ATI RN
ATI Pharmacology Test Bank
1. A client has a new prescription for Digoxin. Which of the following instructions should the nurse include?
- A. Increase your intake of bran fiber.
- B. Monitor your heart rate before taking the medication.
- C. Take the medication with antacids.
- D. Avoid drinking orange juice.
Correct answer: B
Rationale: When a client is prescribed Digoxin, it is essential to monitor their heart rate before each dose. Changes such as a heart rate below 60 bpm should be reported to the healthcare provider promptly. This is crucial because Digoxin can affect heart rhythm, and monitoring the heart rate helps in identifying any potential issues early on.
2. A client is being taught by a nurse about long-term use of oral prednisone for chronic asthma. The nurse should instruct the client to monitor for which of the following adverse effects?
- A. Weight Gain
- B. Nervousness
- C. Bradycardia
- D. Constipation
Correct answer: A
Rationale: Weight gain is a common adverse effect of long-term prednisone use. Prednisone, a corticosteroid medication, can cause fluid retention and increased appetite, leading to weight gain. Nervousness (choice B) is more commonly associated with stimulant medications or excessive caffeine intake. Bradycardia (choice C) refers to a slow heart rate and is not a typical adverse effect of prednisone. Constipation (choice D) is not a common side effect of prednisone; in fact, prednisone is more likely to cause gastrointestinal issues such as increased appetite and weight gain.
3. A healthcare professional reviewing a client's medical record notes a new prescription for verifying the trough level of the client's medication.
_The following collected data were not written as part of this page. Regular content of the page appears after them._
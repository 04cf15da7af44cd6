//! Announcement Repository

use chrono::{DateTime, Utc};
use shared::models::{Announcement, AnnouncementCreate, AnnouncementUpdate, retain_displayed};
use surrealdb::sql::Datetime;

use super::RepoResult;
use super::collection::{Collection, RecordKind, Visibility};
use crate::db::models::{AnnouncementPatch, AnnouncementRecord};

pub struct AnnouncementKind;

impl RecordKind for AnnouncementKind {
    const TABLE: &'static str = "announcements";
    const ORDER_BY: &'static str = "priority DESC";
    const LABEL: &'static str = "Announcement";

    type Record = AnnouncementRecord;
    type Model = Announcement;
    type Create = AnnouncementCreate;
    type Update = AnnouncementUpdate;
    type Patch = AnnouncementPatch;

    fn new_record(data: AnnouncementCreate, now: Datetime) -> AnnouncementRecord {
        AnnouncementRecord::new(data, now)
    }

    fn to_patch(data: AnnouncementUpdate, now: Datetime) -> AnnouncementPatch {
        AnnouncementPatch::new(data, now)
    }
}

pub type AnnouncementRepository = Collection<AnnouncementKind>;

impl Collection<AnnouncementKind> {
    /// Announcements shown to customers at `now`.
    ///
    /// The store query filters on the active flag and orders by priority;
    /// the display range is checked afterwards, in memory.
    pub async fn displayed_at(&self, now: DateTime<Utc>) -> RepoResult<Vec<Announcement>> {
        let active = self.list(Visibility::Public).await?;
        Ok(retain_displayed(active, now))
    }
}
Which of the following actions should the professional take?
- A. Obtain a blood specimen immediately prior to administering the next dose of medication.
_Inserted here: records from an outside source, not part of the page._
//! Generic collection over one record kind
//!
//! `list` / `get` / `create` / `update` / `delete` are the same for every
//! kind; a [`RecordKind`] supplies the table, the listing order and the
//! conversions between API payloads and stored records.

use std::marker::PhantomData;

use serde::Serialize;
use serde::de::DeserializeOwned;
use surrealdb::sql::Datetime;

use super::{RepoError, RepoResult};
use crate::db::Database;
use crate::db::timestamp;

/// Whether a listing is restricted to active records
#[derive(Debug, Clone, Copy, PartialEq, Eq)]
pub enum Visibility {
    /// Customer-facing reads: `is_active == true` only
    Public,
    /// Admin reads: everything
    All,
}

/// Describes how one record kind is stored
pub trait RecordKind: Send + Sync + 'static {
    /// Table (collection) name
    const TABLE: &'static str;
    /// `ORDER BY` clause applied to every listing
    const ORDER_BY: &'static str;
    /// Name used in not-found messages
    const LABEL: &'static str;

    /// Stored shape
    type Record: Serialize + DeserializeOwned + Send + Sync + 'static;
    /// API shape, produced on every read
    type Model: From<Self::Record> + Send;
    type Create: Send;
    type Update: Send;
    /// Partial document merged on update
    type Patch: Serialize + Send + Sync + 'static;

    fn new_record(data: Self::Create, now: Datetime) -> Self::Record;

    fn to_patch(data: Self::Update, now: Datetime) -> Self::Patch;
}

/// CRUD over the table of `K`
pub struct Collection<K: RecordKind> {
    db: Database,
    _kind: PhantomData<K>,
}

impl<K: RecordKind> Clone for Collection<K> {
    fn clone(&self) -> Self {
        Self {
            db: self.db.clone(),
            _kind: PhantomData,
        }
    }
}

impl<K: RecordKind> Collection<K> {
    pub fn new(db: Database) -> Self {
        Self {
            db,
            _kind: PhantomData,
        }
    }

    pub fn db(&self) -> &Database {
        &self.db
    }

    /// All records in the kind's order, active only on the public path
    pub async fn list(&self, visibility: Visibility) -> RepoResult<Vec<K::Model>> {
        let sql = match visibility {
            Visibility::Public => format!(
                "SELECT * FROM {} WHERE is_active = true ORDER BY {}",
                K::TABLE,
                K::ORDER_BY
            ),
            Visibility::All => format!("SELECT * FROM {} ORDER BY {}", K::TABLE, K::ORDER_BY),
        };
        let records: Vec<K::Record> = self.db.query(sql).await?.take(0)?;
        Ok(records.into_iter().map(K::Model::from).collect())
    }

    /// Single record, `None` when absent
    pub async fn get(&self, id: &str) -> RepoResult<Option<K::Model>> {
        let record: Option<K::Record> = self.db.select((K::TABLE, id)).await?;
        Ok(record.map(K::Model::from))
    }

    /// Insert a new record stamped with creation and update time
    pub async fn create(&self, data: K::Create) -> RepoResult<K::Model> {
        let record = K::new_record(data, timestamp::now());
        let created: Option<K::Record> = self.db.create(K::TABLE).content(record).await?;
        created
            .map(K::Model::from)
            .ok_or_else(|| RepoError::Database(format!("Failed to create {}", K::LABEL)))
    }

    /// Merge the given fields into an existing record, stamping update time only
    pub async fn update(&self, id: &str, data: K::Update) -> RepoResult<K::Model> {
        let existing: Option<K::Record> = self.db.select((K::TABLE, id)).await?;
        if existing.is_none() {
            return Err(RepoError::NotFound(format!("{} {} not found", K::LABEL, id)));
        }

        let patch = K::to_patch(data, timestamp::now());
        let updated: Option<K::Record> = self.db.update((K::TABLE, id)).merge(patch).await?;
        updated
            .map(K::Model::from)
            .ok_or_else(|| RepoError::NotFound(format!("{} {} not found", K::LABEL, id)))
    }

    /// Hard delete. Returns whether a record was removed.
    pub async fn delete(&self, id: &str) -> RepoResult<bool> {
        let deleted: Option<K::Record> = self.db.delete((K::TABLE, id)).await?;
        Ok(deleted.is_some())
    }

    /// Number of records, active only on the public path
    pub async fn count(&self, visibility: Visibility) -> RepoResult<u64> {
        let sql = match visibility {
            Visibility::Public => format!(
                "SELECT count() AS count FROM {} WHERE is_active = true GROUP ALL",
                K::TABLE
            ),
            Visibility::All => format!("SELECT count() AS count FROM {} GROUP ALL", K::TABLE),
        };
        let count: Option<u64> = self.db.query(sql).await?.take((0, "count"))?;
        Ok(count.unwrap_or(0))
    }
}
- B. Verify that the client has been taking the medication for 24 hours before obtaining a blood specimen.
- C. Ask the client to provide a urine specimen after the next dose of medication.
- D. Administer the medication, and obtain a blood specimen 30 minutes later.
Correct answer: A
Rationale: To verify trough levels of a medication, the healthcare professional should obtain a blood specimen immediately before administering the next dose of medication. This timing ensures an accurate representation of the medication's lowest concentration in the bloodstream, which is crucial for therapeutic monitoring and dose adjustments. Choice B is incorrect because waiting 24 hours after taking the medication would not provide an accurate trough level. Choice C is incorrect as urine specimens are not used to measure trough levels. Choice D is incorrect because obtaining a blood specimen 30 minutes after administering the medication would not reflect the trough level, as it is the lowest concentration before the next dose.
4. A client has a new prescription for Losartan. Which of the following laboratory values should the nurse monitor?
- A. Serum potassium
- B. Serum sodium
- C. Serum calcium
- D. Serum magnesium
Correct answer: A
Rationale: Corrected Rationale: Losartan, an angiotensin II receptor blocker (ARB), can cause hyperkalemia. The nurse should monitor the client's serum potassium levels closely because Losartan can increase potassium levels, potentially leading to serious complications such as arrhythmias. Monitoring serum sodium, calcium, or magnesium levels is not typically necessary when a patient is prescribed Losartan, as these values are not directly affected by this medication.
5. Which of the following is not directly related to drug toxicity of Nitroglycerin?
- A. Headaches
- B. Tachycardia
- C. Dizziness
- D. Projectile vomiting
Correct answer: D
Rationale: Headaches, tachycardia, and dizziness are common side effects of nitroglycerin due to its vasodilatory properties. Projectile vomiting is not typically associated with nitroglycerin toxicity, making it the correct answer. Therefore, option D is the correct choice.